Aqui no sul do Arizona, as políticas de Trump enfraquecerão diretamente muitas de nossas ferramentas mais eficazes na luta contra a crise dos opioides. Quando o Departamento de Saúde e Serviços Humanos cancelou abruptamente mais de US$ 12 bilhões em subsídios federais para os estados em março, um programa para gestantes com uso de substâncias e moradia instável foi imediatamente encerrado em Tucson. Na Universidade do Arizona, nossa bolsa de estudos em medicina da dependência química recebe financiamento de um programa federal que está programado para ser cortado . Se perdermos nossa bolsa de estudos em medicina da dependência química, perderemos nossos médicos especialistas em dependência química nos hospitais universitários — e centenas de pacientes todos os anos perderão o tratamento que pode salvar vidas.

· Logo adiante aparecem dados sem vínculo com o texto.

//! # Stage: Score Cache
//!
//! ## Responsibility
//!
//! Fingerprint-keyed LRU+TTL cache of classifier outputs. Beyond plain
//! caching it stabilises tier assignments: it remembers each entry's
//! distance to the nearest tier boundary so the orchestrator can keep a
//! cached tier when a fresh score lands inside the fuzzy region, and it
//! watches the recent tier history per fingerprint, pinning the modal tier
//! (a "jitter lock") when classification oscillates.
//!
//! ## Guarantees
//!
//! - **Thread-safe**: all state behind a `Mutex`; `Clone` is cheap and
//!   clones share state.
//! - **Bounded**: at most `max_size` entries, least-recently-accessed
//!   evicted first; entries expire after `ttl_ms`.
//! - **Lock-scoped**: a jitter lock only ever substitutes the tier of the
//!   entry it belongs to and dies with it.
//!
//! ## NOT Responsible For
//!
//! - Producing scores (see `classify`)
//! - Deciding when a cached tier wins over a fresh one — it only answers
//!   [`ScoreCache::should_use_cached_tier`]; the orchestrator decides.

use std::collections::{HashMap, VecDeque};
use std::sync::{Arc, Mutex};
use std::time::{Duration, Instant};
use tracing::debug;

use crate::classify::ScoringResult;
use crate::config::{CacheConfig, Tier, TierBoundaries};
use crate::fingerprint::fingerprint;

/// A cached classification with boundary bookkeeping.
#[derive(Debug, Clone)]
pub struct CachedScore {
    pub result: ScoringResult,
    pub cached_at: Instant,
    pub last_access: Instant,
    pub hit_count: u64,
    /// Distance from the stored score to the nearest tier boundary.
    pub distance_to_boundary: f64,
    /// Name of that boundary (`"simple-medium"`, ...).
    pub boundary_name: &'static str,
    /// Tier stored by the previous `set` for this fingerprint, if any.
    pub last_tier: Option<Tier>,
}

#[derive(Debug)]
struct Entry {
    score: CachedScore,
    /// Recent tiers observed for this fingerprint, newest last.
    tier_history: VecDeque<Tier>,
    /// Modal tier installed when the recent history disagrees.
    jitter_lock: Option<Tier>,
}

#[derive(Debug, Default)]
struct Inner {
    entries: HashMap<String, Entry>,
    hits: u64,
    misses: u64,
}

/// Point-in-time cache statistics.
#[derive(Debug, Clone, serde::Serialize)]
pub struct CacheStats {
    pub entries: usize,
    pub hits: u64,
    pub misses: u64,
    pub jitter_locks: usize,
}

/// Fingerprint-keyed LRU+TTL score cache with jitter detection.
#[derive(Debug, Clone)]
pub struct ScoreCache {
    inner: Arc<Mutex<Inner>>,
    config: CacheConfig,
}

impl ScoreCache {
    pub fn new(config: CacheConfig) -> Self {
        Self {
            inner: Arc::new(Mutex::new(Inner::default())),
            config,
        }
    }

    fn ttl(&self) -> Duration {
        Duration::from_millis(self.config.ttl_ms)
    }

    /// Look up the cached score for a (prompt, system) pair.
    pub fn get(&self, prompt: &str, system_prompt: Option<&str>) -> Option<CachedScore> {
        self.get_by_fingerprint(&fingerprint(prompt, system_prompt))
    }

    /// Look up by precomputed fingerprint.
    ///
    /// Refreshes the access order and hit count. If a jitter lock is
    /// installed and the cached tier disagrees, the returned entry carries
    /// the locked tier with confidence clamped to at least 0.7.
    pub fn get_by_fingerprint(&self, key: &str) -> Option<CachedScore> {
        #[derive(PartialEq)]
        enum Status {
            Missing,
            Expired,
            Fresh,
        }

        let ttl = self.ttl();
        let mut inner = self.inner.lock().ok()?;

        let status = match inner.entries.get(key) {
            None => Status::Missing,
            Some(entry) if entry.score.cached_at.elapsed() > ttl => Status::Expired,
            Some(_) => Status::Fresh,
        };
        match status {
            Status::Missing => {
                inner.misses += 1;
                return None;
            }
            Status::Expired => {
                inner.entries.remove(key);
                inner.misses += 1;
                debug!(key = key, "score cache entry expired");
                return None;
            }
            Status::Fresh => {}
        }

        inner.hits += 1;
        let entry = inner.entries.get_mut(key)?;
        entry.score.last_access = Instant::now();
        entry.score.hit_count += 1;

        let mut out = entry.score.clone();
        if let Some(locked) = entry.jitter_lock {
            if out.result.tier != Some(locked) {
                debug!(key = key, tier = %locked, "jitter lock substituted tier");
                out.result.tier = Some(locked);
                out.result.confidence = out.result.confidence.max(0.7);
            }
        }
        Some(out)
    }

    /// Store a classification result under a (prompt, system) pair.
    pub fn set(
        &self,
        prompt: &str,
        system_prompt: Option<&str>,
        result: ScoringResult,
        boundaries: &TierBoundaries,
        score: f64,
    ) {
        self.set_by_fingerprint(&fingerprint(prompt, system_prompt), result, boundaries, score);
    }

    /// Store by precomputed fingerprint.
    pub fn set_by_fingerprint(
        &self,
        key: &str,
        result: ScoringResult,
        boundaries: &TierBoundaries,
        score: f64,
    ) {
        let distance = boundaries.distance_to_nearest(score);
        let boundary_name = boundaries.nearest_label(score);
        let now = Instant::now();

        let Ok(mut inner) = self.inner.lock() else {
            return;
        };

        let (mut tier_history, prev_tier, jitter_lock) = match inner.entries.remove(key) {
            Some(entry) => (
                entry.tier_history,
                entry.score.result.tier,
                entry.jitter_lock,
            ),
            None => (VecDeque::new(), None, None),
        };

        if let Some(tier) = result.tier {
            tier_history.push_back(tier);
            while tier_history.len() > self.config.jitter_window {
                tier_history.pop_front();
            }
        }

        let jitter_lock = self.detect_jitter(key, &tier_history).or(jitter_lock);

        inner.entries.insert(
            key.to_string(),
            Entry {
                score: CachedScore {
                    result,
                    cached_at: now,
                    last_access: now,
                    hit_count: 0,
                    distance_to_boundary: distance,
                    boundary_name,
                    last_tier: prev_tier,
                },
                tier_history,
                jitter_lock,
            },
        );

        // LRU eviction past the soft cap.
        while inner.entries.len() > self.config.max_size {
            let oldest = inner
                .entries
                .iter()
                .min_by_key(|(_, e)| e.score.last_access)
                .map(|(k, _)| k.clone());
            match oldest {
                Some(k) => {
                    inner.entries.remove(&k);
                    debug!(key = %k, "score cache evicted LRU entry");
                }
                None => break,
            }
        }
    }

    /// Whether the orchestrator should keep the cached tier: the fresh tier
    /// disagrees and the cached score sat inside the fuzzy boundary region.
    pub fn should_use_cached_tier(
        &self,
        cached: &CachedScore,
        _new_score: f64,
        new_tier: Tier,
    ) -> bool {
        match cached.result.tier {
            Some(cached_tier) => {
                cached_tier != new_tier
                    && cached.distance_to_boundary < self.config.fuzzy_boundary_width
            }
            None => false,
        }
    }

    /// Remove expired entries. Called by the background sweeper.
    pub fn run_cleanup(&self) {
        let ttl = self.ttl();
        if let Ok(mut inner) = self.inner.lock() {
            let before = inner.entries.len();
            inner.entries.retain(|_, e| e.score.cached_at.elapsed() <= ttl);
            let removed = before - inner.entries.len();
            if removed > 0 {
                debug!(removed = removed, "score cache TTL sweep");
            }
        }
    }

    /// Spawn the periodic TTL sweep. Abort the handle to stop it.
    pub fn spawn_sweeper(&self, interval: Duration) -> tokio::task::JoinHandle<()> {
        let cache = self.clone();
        tokio::spawn(async move {
            let mut tick = tokio::time::interval(interval);
            tick.tick().await; // immediate first tick
            loop {
                tick.tick().await;
                cache.run_cleanup();
            }
        })
    }

    /// Drop every entry, lock, and counter.
    pub fn clear(&self) {
        if let Ok(mut inner) = self.inner.lock() {
            inner.entries.clear();
            inner.hits = 0;
            inner.misses = 0;
        }
    }

    pub fn stats(&self) -> CacheStats {
        match self.inner.lock() {
            Ok(inner) => CacheStats {
                entries: inner.entries.len(),
                hits: inner.hits,
                misses: inner.misses,
                jitter_locks: inner
                    .entries
                    .values()
                    .filter(|e| e.jitter_lock.is_some())
                    .count(),
            },
            Err(_) => CacheStats {
                entries: 0,
                hits: 0,
                misses: 0,
                jitter_locks: 0,
            },
        }
    }

    /// Modal tier over the recent window when the trailing
    /// `jitter_threshold` observations disagree.
    fn detect_jitter(&self, key: &str, history: &VecDeque<Tier>) -> Option<Tier> {
        if history.len() < self.config.jitter_threshold {
            return None;
        }
        let tail: Vec<Tier> = history
            .iter()
            .rev()
            .take(self.config.jitter_threshold)
            .copied()
            .collect();
        if tail.windows(2).all(|w| w[0] == w[1]) {
            return None;
        }

        let mut counts: HashMap<Tier, usize> = HashMap::new();
        for tier in history {
            *counts.entry(*tier).or_insert(0) += 1;
        }
        let mode = counts
            .into_iter()
            .max_by_key(|(tier, n)| (*n, std::cmp::Reverse(tier.rank())))
            .map(|(tier, _)| tier);
        if let Some(tier) = mode {
            debug!(key = key, tier = %tier, "tier jitter detected, installing lock");
        }
        mode
    }
}

// ── Tests ──────────────────────────────────────────────────────────────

Em todo o estado, um programa de distribuição de naloxona foi amplamente financiado por uma bolsa da SAMHSA que agora corre o risco de ser encerrado.

Embora seja menos óbvio como os cortes federais e de pessoal afetarão o tratamento da dependência química em nível local, receio que meus pacientes ainda sejam afetados negativamente. Muitos departamentos de saúde dependem fortemente de financiamento federal , assim como organizações sem fins lucrativos como a Cochise Harm Reduction , que auxilia diretamente pessoas que usam drogas na fronteira entre os EUA e o México. Com cada corte, essas organizações podem sofrer redução de prioridades, interrupção de programas e diluição geral dos serviços.

Da mesma forma, o governo Trump falou em cortar gastos com o Medicaid . Nos condados fronteiriços do sul do Arizona, onde vivo e trabalho, de 30% a 41% da população depende do Medicaid para sua cobertura de seguro, e estima-se que quase 90% do tratamento médico para dependência de fentanil em todo o país seja fornecido pelo Medicaid. Se isso fosse eliminado, eles correriam o risco de perder a cobertura para o tratamento da dependência.

Mas não importa qual dessas mudanças propostas seja realmente aprovada, todas terminarão com o mesmo resultado: mais vidas perdidas por fentanil e overdose. Se o governo realmente se importasse com as comunidades da fronteira e com a redução de overdoses fatais tanto quanto alega, estaria priorizando a redução de danos e o tratamento no Arizona, e não o desmantelamento. Em vez de repetir os erros passados ​​de políticas punitivas — prisões, militarização, muros que visam reduzir a oferta —, reforçaríamos as abordagens de saúde existentes para reduzir a demanda e salvar vidas. Mas talvez salvar vidas nunca tenha sido o verdadeiro objetivo.